#### [Your objective]
Write out each record again exactly as it stands.

[[ Material for the task, beginning ]]

//! Ask command implementation.

use crate::assistant::Assistant;
use crate::cli::AskArgs;
use crate::config::AppConfig;
use crate::error::{CliError, Result};
use crate::router::JsonEchoRouter;
use gaine_gate::RateGate;
use std::sync::Arc;

use super::{build_orchestrator, build_transcriber, read_clip};

/// Execute the ask command.
pub async fn execute_ask(args: AskArgs, config: &AppConfig) -> Result<()> {
    let gate = Arc::new(RateGate::new(config.gate.min_interval()));
    let assistant = Assistant::new(
        build_transcriber(config, gate)?,
        build_orchestrator(config)?,
        JsonEchoRouter,
    );

    let reply = match (args.text, args.audio) {
        (Some(text), _) => assistant.handle_text(&args.caller, &text).await?,
        (None, Some(path)) => {
            let clip = read_clip(&path, args.mime.as_deref())?;
            assistant.handle_audio(&args.caller, &clip).await?
        }
        (None, None) => {
            return Err(CliError::InvalidInput("either --text or --audio is required".to_string()));
        }
    };

    println!("{}", reply);
    Ok(())
}
//! Configuration for the Extractor

use crate::error::ExtractorError;
use serde::{Deserialize, Serialize};
use std::time::Duration;

/// Configuration for the extraction orchestrator
#[derive(Debug, Clone, PartialEq, Serialize, Deserialize)]
pub struct ExtractorConfig {
    /// Try the language-model strategy before the rule-based ones
    #[serde(default)]
    pub use_llm: bool,

    /// Maximum time for a single model call (seconds)
    #[serde(default = "default_llm_timeout_secs")]
    pub llm_timeout_secs: u64,

    /// Longer transcripts are cut to this many characters before extraction
    #[serde(default = "default_max_text_length")]
    pub max_text_length: usize,
}

fn default_llm_timeout_secs() -> u64 {
    15
}

fn default_max_text_length() -> usize {
    2_000
}

impl Default for ExtractorConfig {
    /// Rule-based extraction only
    fn default() -> Self {
        Self {
            use_llm: false,
            llm_timeout_secs: default_llm_timeout_secs(),
            max_text_length: default_max_text_length(),
        }
    }
}

impl ExtractorConfig {
    /// Model-first preset
    pub fn with_llm() -> Self {
        Self {
            use_llm: true,
            ..Self::default()
        }
    }

    /// Get the model timeout as a Duration
    pub fn llm_timeout(&self) -> Duration {
        Duration::from_secs(self.llm_timeout_secs)
    }

    /// Validate the configuration
    pub fn validate(&self) -> Result<(), ExtractorError> {
        if self.max_text_length == 0 {
            return Err(ExtractorError::Config("max_text_length must be greater than 0".to_string()));
        }
        if self.use_llm && self.llm_timeout_secs == 0 {
            return Err(ExtractorError::Config("llm_timeout_secs must be greater than 0".to_string()));
        }
        Ok(())
    }

    /// Load configuration from TOML string
    pub fn from_toml(toml_str: &str) -> Result<Self, ExtractorError> {
        toml::from_str(toml_str)
            .map_err(|e| ExtractorError::Config(format!("Failed to parse TOML: {}", e)))
    }

    /// Serialize configuration to TOML string
    pub fn to_toml(&self) -> Result<String, ExtractorError> {
        toml::to_string_pretty(self)
            .map_err(|e| ExtractorError::Config(format!("Failed to serialize to TOML: {}", e)))
    }
}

[[ Material for the task, end ]]

#### [Reply to the task]
//! Ask command implementation.

use crate::assistant::Assistant;
use crate::cli::AskArgs;
use crate::config::AppConfig;
use crate::error::{CliError, Result};
use crate::router::JsonEchoRouter;
use gaine_gate::RateGate;
use std::sync::Arc;

use super::{build_orchestrator, build_transcriber, read_clip};

/// Execute the ask command.
pub async fn execute_ask(args: AskArgs, config: &AppConfig) -> Result<()> {
    let gate = Arc::new(RateGate::new(config.gate.min_interval()));
    let assistant = Assistant::new(
        build_transcriber(config, gate)?,
        build_orchestrator(config)?,
        JsonEchoRouter,
    );

    let reply = match (args.text, args.audio) {
        (Some(text), _) => assistant.handle_text(&args.caller, &text).await?,
        (None, Some(path)) => {
            let clip = read_clip(&path, args.mime.as_deref())?;
            assistant.handle_audio(&args.caller, &clip).await?
        }
        (None, None) => {
            return Err(CliError::InvalidInput("either --text or --audio is required".to_string()));
        }
    };

    println!("{}", reply);
    Ok(())
}
//! Configuration for the Extractor

use crate::error::ExtractorError;
use serde::{Deserialize, Serialize};
use std::time::Duration;

/// Configuration for the extraction orchestrator
#[derive(Debug, Clone, PartialEq, Serialize, Deserialize)]
pub struct ExtractorConfig {
    /// Try the language-model strategy before the rule-based ones
    #[serde(default)]
    pub use_llm: bool,

    /// Maximum time for a single model call (seconds)
    #[serde(default = "default_llm_timeout_secs")]
    pub llm_timeout_secs: u64,

    /// Longer transcripts are cut to this many characters before extraction
    #[serde(default = "default_max_text_length")]
    pub max_text_length: usize,
}

fn default_llm_timeout_secs() -> u64 {
    15
}

fn default_max_text_length() -> usize {
    2_000
}

impl Default for ExtractorConfig {
    /// Rule-based extraction only
    fn default() -> Self {
        Self {
            use_llm: false,
            llm_timeout_secs: default_llm_timeout_secs(),
            max_text_length: default_max_text_length(),
        }
    }
}

impl ExtractorConfig {
    /// Model-first preset
    pub fn with_llm() -> Self {
        Self {
            use_llm: true,
            ..Self::default()
        }
    }

    /// Get the model timeout as a Duration
    pub fn llm_timeout(&self) -> Duration {
        Duration::from_secs(self.llm_timeout_secs)
    }

    /// Validate the configuration
    pub fn validate(&self) -> Result<(), ExtractorError> {
        if self.max_text_length == 0 {
            return Err(ExtractorError::Config("max_text_length must be greater than 0".to_string()));
        }
        if self.use_llm && self.llm_timeout_secs == 0 {
            return Err(ExtractorError::Config("llm_timeout_secs must be greater than 0".to_string()));
        }
        Ok(())
    }

    /// Load configuration from TOML string
    pub fn from_toml(toml_str: &str) -> Result<Self, ExtractorError> {
        toml::from_str(toml_str)
            .map_err(|e| ExtractorError::Config(format!("Failed to parse TOML: {}", e)))
    }

    /// Serialize configuration to TOML string
    pub fn to_toml(&self) -> Result<String, ExtractorError> {
        toml::to_string_pretty(self)
            .map_err(|e| ExtractorError::Config(format!("Failed to serialize to TOML: {}", e)))
    }
}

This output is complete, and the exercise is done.